Give back exactly the lines of the material below, starting with the line with "filename server/packages/chat-agent/src/adapters/mod.rs" and going on through the line with "use crate::tools::ToolBridge;".

--- START ---

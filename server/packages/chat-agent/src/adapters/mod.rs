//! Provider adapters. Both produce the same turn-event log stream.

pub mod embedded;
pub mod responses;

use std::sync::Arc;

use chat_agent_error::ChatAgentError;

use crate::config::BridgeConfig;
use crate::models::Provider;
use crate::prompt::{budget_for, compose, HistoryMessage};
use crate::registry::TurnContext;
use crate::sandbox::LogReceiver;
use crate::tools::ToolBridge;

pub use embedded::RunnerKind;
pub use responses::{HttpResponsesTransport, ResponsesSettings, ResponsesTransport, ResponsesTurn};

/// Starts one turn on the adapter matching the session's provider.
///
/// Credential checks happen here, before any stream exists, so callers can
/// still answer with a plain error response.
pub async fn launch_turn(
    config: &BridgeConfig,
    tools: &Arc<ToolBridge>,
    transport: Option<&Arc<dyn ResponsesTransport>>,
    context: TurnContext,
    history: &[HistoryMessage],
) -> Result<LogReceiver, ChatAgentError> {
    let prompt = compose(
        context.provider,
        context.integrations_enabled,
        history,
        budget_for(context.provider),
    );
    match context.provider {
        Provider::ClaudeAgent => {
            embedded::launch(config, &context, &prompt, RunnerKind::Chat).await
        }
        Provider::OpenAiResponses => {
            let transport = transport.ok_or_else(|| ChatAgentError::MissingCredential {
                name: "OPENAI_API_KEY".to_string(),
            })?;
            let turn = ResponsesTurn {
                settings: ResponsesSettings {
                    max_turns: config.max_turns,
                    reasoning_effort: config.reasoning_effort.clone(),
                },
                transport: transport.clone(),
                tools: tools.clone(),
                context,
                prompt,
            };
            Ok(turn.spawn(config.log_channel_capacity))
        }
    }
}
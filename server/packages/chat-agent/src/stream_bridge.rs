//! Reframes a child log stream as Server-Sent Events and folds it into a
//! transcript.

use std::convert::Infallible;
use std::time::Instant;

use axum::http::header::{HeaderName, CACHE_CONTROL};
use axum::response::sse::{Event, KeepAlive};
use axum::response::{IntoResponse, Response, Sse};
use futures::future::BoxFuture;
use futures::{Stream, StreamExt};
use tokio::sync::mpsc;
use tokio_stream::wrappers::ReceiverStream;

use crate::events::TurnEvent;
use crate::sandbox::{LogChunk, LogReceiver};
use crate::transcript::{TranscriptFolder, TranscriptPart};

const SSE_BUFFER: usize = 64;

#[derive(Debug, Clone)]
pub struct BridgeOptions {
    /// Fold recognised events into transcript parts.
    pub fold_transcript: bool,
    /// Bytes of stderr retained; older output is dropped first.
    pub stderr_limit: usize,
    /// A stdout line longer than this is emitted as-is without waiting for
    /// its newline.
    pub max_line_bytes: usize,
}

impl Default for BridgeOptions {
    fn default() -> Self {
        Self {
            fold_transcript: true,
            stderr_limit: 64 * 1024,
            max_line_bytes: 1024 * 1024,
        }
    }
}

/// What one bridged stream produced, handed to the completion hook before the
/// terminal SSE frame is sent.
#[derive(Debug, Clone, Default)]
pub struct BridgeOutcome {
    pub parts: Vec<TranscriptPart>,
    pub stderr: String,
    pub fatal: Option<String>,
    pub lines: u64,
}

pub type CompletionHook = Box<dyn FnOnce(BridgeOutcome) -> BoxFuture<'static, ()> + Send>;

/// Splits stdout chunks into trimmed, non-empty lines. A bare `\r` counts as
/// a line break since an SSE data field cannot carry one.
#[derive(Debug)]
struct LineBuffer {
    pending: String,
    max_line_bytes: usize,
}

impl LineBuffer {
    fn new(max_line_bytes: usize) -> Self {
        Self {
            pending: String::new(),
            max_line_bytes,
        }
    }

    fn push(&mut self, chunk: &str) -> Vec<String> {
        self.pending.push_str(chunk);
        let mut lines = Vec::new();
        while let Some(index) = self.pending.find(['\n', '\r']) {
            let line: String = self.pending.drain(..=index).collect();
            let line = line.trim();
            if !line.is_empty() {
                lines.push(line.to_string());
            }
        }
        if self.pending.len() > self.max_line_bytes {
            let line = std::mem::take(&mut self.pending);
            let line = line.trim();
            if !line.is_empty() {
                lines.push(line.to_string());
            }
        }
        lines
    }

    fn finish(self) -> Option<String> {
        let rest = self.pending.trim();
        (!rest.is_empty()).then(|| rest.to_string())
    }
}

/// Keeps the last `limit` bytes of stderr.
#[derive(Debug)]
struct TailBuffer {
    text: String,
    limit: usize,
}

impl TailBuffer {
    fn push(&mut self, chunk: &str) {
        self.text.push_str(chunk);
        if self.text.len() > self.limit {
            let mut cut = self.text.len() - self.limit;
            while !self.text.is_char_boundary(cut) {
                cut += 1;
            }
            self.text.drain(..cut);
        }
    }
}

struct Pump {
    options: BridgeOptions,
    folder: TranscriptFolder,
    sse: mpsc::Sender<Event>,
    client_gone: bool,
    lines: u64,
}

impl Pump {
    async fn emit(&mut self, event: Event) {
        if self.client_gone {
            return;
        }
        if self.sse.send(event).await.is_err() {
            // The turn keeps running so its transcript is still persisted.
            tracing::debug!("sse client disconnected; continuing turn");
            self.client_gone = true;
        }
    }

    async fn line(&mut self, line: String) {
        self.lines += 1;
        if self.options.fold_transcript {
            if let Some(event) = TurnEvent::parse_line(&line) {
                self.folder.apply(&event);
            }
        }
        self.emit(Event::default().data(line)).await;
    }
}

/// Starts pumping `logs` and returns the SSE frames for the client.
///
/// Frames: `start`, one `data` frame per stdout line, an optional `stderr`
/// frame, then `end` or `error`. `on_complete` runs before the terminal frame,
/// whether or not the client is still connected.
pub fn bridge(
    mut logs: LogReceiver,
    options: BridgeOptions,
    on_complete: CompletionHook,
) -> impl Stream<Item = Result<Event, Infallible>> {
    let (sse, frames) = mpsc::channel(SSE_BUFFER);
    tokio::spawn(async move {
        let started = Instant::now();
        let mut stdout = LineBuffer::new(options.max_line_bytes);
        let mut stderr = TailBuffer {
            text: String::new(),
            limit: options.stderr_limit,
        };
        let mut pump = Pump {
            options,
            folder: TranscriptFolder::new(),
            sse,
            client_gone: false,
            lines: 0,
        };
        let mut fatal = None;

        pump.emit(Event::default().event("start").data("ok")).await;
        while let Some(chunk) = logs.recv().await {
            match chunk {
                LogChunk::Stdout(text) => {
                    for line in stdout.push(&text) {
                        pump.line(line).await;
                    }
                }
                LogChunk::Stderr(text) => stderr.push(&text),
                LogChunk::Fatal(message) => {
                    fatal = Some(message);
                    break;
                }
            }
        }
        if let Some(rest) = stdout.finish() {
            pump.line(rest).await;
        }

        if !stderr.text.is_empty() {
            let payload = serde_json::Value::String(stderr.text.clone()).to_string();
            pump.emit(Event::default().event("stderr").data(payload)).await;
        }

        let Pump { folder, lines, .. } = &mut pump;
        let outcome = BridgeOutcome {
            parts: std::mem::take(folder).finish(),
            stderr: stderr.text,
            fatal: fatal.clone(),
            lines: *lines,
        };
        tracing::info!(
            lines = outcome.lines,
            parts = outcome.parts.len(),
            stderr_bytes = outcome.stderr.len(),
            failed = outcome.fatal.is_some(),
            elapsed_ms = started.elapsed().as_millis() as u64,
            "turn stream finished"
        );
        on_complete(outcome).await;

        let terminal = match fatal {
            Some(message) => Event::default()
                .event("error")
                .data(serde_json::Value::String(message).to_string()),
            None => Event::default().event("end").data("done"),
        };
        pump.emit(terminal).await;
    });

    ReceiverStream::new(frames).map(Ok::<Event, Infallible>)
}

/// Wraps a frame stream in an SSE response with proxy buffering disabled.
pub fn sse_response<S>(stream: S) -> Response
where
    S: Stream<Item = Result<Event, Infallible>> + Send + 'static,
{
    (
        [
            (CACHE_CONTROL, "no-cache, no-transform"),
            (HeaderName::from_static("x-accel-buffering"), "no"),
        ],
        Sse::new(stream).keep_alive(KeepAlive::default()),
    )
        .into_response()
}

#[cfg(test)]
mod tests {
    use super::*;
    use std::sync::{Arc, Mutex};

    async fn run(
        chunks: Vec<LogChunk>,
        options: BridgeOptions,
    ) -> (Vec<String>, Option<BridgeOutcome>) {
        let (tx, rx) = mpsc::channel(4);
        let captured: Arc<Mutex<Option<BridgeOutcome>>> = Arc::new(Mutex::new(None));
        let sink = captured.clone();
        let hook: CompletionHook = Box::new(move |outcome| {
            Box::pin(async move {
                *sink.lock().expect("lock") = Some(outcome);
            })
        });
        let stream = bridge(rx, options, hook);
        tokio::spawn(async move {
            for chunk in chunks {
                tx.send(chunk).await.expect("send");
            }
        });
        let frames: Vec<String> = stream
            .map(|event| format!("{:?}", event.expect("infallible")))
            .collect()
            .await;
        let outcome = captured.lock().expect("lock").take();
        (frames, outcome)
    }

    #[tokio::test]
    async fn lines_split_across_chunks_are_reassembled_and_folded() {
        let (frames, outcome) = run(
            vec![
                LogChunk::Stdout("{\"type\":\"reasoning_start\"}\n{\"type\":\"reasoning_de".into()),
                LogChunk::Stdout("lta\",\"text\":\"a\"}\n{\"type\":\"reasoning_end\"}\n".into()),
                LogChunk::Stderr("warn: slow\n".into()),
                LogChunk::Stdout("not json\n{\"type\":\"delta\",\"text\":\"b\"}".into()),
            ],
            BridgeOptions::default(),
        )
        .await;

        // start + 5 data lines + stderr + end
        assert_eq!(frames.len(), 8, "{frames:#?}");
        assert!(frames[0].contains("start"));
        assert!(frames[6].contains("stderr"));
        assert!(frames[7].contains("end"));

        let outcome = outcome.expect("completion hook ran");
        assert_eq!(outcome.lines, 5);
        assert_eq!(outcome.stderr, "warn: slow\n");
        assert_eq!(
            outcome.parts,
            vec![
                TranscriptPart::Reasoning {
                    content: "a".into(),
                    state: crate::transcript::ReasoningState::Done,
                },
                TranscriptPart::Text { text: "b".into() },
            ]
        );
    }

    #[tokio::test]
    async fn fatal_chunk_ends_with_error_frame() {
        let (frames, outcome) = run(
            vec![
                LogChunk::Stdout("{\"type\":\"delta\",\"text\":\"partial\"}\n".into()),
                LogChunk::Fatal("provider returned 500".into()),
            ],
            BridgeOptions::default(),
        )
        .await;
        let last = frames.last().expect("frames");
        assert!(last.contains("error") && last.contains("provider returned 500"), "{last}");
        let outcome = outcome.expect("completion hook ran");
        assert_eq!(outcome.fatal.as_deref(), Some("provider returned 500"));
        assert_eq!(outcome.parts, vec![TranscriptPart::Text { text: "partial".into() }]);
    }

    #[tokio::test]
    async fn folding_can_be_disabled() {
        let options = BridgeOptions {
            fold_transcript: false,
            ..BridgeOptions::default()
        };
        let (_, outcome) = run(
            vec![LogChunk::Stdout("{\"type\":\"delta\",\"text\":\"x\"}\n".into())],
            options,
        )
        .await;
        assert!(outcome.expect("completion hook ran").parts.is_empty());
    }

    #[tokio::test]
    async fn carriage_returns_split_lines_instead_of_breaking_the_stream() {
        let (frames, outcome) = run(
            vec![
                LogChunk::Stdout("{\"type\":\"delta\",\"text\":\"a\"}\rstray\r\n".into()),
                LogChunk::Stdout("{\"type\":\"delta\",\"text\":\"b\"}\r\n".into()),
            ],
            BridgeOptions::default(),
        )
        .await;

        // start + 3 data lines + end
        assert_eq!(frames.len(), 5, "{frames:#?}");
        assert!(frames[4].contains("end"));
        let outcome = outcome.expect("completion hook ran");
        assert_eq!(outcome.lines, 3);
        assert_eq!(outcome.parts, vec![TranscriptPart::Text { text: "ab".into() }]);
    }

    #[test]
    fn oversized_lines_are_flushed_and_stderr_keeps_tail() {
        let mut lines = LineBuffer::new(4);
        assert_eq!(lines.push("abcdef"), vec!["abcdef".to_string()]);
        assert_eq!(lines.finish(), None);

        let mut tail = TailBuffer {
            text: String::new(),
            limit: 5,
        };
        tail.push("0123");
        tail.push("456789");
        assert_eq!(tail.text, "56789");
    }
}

--- END ---
--- START ---

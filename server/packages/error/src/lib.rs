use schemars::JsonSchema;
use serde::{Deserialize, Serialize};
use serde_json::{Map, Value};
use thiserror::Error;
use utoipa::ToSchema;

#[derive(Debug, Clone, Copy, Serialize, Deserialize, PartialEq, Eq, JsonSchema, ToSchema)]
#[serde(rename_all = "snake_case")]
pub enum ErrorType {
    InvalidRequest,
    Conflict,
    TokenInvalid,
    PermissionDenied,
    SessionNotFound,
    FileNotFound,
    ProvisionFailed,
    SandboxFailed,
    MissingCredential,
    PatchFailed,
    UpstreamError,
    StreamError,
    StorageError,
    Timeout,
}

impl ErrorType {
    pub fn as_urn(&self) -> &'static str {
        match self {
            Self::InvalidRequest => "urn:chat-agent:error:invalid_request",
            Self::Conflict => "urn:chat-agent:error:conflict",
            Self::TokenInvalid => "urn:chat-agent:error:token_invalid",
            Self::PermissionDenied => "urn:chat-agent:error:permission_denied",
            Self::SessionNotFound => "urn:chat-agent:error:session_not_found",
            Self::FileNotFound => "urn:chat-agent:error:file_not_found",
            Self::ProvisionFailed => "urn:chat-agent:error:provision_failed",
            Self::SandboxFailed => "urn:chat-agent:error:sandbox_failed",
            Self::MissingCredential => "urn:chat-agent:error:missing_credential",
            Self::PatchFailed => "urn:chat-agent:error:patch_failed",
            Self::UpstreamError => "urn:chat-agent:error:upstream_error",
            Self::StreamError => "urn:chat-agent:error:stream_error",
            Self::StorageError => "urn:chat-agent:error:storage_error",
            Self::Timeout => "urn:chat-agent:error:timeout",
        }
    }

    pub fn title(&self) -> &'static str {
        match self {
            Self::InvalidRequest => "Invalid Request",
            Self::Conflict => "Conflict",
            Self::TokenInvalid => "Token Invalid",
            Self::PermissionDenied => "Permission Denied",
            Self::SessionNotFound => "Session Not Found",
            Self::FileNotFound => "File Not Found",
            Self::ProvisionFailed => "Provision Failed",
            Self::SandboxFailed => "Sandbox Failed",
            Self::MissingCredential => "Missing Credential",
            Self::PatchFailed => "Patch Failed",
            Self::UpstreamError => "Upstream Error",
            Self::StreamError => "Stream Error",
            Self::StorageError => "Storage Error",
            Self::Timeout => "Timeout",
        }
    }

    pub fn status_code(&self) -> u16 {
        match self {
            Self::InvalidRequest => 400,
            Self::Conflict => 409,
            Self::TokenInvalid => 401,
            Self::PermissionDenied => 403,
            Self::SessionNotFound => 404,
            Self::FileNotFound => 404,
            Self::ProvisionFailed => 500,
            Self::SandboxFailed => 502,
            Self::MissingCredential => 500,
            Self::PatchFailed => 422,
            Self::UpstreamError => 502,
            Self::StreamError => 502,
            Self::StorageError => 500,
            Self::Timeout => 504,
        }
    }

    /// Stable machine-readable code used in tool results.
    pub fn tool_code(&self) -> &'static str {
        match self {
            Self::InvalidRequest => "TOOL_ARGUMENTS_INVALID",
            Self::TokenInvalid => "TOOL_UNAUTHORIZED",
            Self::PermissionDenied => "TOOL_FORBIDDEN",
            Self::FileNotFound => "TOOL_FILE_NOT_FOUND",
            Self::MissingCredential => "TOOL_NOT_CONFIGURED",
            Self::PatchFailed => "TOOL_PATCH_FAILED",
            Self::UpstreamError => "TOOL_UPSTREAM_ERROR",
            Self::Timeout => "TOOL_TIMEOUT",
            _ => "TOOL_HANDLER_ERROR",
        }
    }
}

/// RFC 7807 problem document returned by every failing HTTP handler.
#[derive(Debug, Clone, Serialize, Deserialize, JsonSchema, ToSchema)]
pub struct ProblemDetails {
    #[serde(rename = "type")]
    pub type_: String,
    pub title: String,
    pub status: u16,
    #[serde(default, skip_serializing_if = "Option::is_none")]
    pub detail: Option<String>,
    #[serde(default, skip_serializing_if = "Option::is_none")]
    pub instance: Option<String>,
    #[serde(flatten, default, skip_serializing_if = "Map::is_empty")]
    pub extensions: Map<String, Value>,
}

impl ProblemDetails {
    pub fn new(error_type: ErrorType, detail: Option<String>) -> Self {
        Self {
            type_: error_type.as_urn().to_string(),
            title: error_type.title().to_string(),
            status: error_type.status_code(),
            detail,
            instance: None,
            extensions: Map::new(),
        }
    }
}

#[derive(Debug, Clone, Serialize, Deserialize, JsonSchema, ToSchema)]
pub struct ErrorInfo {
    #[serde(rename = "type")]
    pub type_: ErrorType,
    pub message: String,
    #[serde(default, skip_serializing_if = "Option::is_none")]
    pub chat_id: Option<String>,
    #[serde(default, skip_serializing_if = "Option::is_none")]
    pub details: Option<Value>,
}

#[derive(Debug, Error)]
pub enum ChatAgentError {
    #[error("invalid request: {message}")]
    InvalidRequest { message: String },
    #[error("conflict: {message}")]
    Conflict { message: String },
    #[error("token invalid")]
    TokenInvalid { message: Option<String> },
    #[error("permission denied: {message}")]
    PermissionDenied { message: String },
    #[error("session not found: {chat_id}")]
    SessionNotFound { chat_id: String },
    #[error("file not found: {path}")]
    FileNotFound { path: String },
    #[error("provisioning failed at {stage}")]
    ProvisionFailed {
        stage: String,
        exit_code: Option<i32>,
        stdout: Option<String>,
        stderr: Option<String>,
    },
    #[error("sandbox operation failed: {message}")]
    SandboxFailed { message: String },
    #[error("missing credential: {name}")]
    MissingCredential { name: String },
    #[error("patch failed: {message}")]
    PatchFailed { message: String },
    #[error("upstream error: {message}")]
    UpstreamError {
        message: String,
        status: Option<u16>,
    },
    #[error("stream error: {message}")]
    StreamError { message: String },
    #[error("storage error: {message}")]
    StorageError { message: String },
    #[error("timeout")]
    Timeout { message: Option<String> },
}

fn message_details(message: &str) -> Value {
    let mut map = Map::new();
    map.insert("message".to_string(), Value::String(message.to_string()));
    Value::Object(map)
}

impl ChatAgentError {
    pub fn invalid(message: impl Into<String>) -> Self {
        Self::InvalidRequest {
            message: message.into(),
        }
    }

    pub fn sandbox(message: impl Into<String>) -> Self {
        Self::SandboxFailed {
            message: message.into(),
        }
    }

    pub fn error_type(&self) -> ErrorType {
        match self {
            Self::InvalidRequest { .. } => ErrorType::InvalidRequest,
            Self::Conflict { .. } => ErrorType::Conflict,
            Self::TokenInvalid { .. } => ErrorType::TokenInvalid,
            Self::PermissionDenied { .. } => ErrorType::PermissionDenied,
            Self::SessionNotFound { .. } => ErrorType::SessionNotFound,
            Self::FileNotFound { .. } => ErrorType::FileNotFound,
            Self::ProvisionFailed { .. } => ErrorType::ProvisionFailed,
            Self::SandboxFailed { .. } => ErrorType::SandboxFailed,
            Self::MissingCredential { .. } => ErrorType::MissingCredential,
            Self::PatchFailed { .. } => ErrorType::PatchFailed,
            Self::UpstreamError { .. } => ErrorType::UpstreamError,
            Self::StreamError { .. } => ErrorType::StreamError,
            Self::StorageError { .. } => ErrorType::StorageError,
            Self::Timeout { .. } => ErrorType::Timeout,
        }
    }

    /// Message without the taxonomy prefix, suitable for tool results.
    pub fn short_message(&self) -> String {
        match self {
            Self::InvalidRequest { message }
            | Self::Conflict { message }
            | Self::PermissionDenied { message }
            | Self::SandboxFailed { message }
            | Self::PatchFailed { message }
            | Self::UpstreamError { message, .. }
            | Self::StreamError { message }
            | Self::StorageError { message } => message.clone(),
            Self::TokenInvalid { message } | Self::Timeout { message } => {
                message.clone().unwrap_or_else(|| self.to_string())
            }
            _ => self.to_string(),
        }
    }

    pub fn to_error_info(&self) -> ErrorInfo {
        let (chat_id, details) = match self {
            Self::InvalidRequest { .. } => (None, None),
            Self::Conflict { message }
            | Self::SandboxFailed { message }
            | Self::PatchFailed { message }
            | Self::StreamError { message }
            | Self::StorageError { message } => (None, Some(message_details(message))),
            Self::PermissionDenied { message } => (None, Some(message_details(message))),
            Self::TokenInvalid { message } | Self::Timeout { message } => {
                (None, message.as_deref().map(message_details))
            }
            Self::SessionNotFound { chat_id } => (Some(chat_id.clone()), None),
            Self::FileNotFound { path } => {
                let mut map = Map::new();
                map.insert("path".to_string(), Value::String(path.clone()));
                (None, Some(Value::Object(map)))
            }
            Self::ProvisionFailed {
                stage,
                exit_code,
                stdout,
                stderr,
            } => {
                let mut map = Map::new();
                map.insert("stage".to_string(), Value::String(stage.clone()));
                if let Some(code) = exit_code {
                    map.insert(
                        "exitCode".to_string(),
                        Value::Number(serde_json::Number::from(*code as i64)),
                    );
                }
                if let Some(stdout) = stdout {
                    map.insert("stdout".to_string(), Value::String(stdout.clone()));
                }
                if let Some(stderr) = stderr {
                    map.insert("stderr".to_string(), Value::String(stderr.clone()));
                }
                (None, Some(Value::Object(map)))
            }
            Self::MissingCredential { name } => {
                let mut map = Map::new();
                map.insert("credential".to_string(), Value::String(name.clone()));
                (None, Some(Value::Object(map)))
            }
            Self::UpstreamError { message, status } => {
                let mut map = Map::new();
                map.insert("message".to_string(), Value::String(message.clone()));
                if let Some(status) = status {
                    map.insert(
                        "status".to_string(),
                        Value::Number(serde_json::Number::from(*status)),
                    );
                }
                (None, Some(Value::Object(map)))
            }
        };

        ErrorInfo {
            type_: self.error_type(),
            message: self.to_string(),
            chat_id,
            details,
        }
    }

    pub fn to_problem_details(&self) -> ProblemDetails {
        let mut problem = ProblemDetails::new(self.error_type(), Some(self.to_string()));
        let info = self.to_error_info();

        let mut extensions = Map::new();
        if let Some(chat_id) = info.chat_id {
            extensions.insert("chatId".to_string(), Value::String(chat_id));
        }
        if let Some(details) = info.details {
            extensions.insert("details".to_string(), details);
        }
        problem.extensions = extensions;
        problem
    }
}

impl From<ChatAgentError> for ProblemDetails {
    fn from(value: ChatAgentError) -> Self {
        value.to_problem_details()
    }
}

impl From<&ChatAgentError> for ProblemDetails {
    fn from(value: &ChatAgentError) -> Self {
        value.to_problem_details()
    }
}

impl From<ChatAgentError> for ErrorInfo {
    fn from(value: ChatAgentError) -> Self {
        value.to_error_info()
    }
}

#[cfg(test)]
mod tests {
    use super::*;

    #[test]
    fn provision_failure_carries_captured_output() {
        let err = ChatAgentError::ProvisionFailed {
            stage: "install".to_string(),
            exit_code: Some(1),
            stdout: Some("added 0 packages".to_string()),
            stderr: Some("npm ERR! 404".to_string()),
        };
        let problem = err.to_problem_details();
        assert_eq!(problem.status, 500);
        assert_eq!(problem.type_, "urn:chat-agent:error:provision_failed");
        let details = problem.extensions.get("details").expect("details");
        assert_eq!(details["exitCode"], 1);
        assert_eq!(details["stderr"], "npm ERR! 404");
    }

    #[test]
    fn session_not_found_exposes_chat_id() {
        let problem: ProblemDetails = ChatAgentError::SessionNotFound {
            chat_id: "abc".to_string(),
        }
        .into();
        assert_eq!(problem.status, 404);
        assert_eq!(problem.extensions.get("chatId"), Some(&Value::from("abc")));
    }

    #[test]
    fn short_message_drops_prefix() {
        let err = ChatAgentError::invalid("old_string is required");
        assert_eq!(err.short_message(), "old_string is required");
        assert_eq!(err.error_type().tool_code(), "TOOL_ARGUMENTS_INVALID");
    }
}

--- END ---

→ **SOLUTION FOR THIS TASK**
filename server/packages/chat-agent/src/adapters/mod.rs
//! Provider adapters. Both produce the same turn-event log stream.

pub mod embedded;
pub mod responses;

use std::sync::Arc;

use chat_agent_error::ChatAgentError;

use crate::config::BridgeConfig;
use crate::models::Provider;
use crate::prompt::{budget_for, compose, HistoryMessage};
use crate::registry::TurnContext;
use crate::sandbox::LogReceiver;
use crate::tools::ToolBridge;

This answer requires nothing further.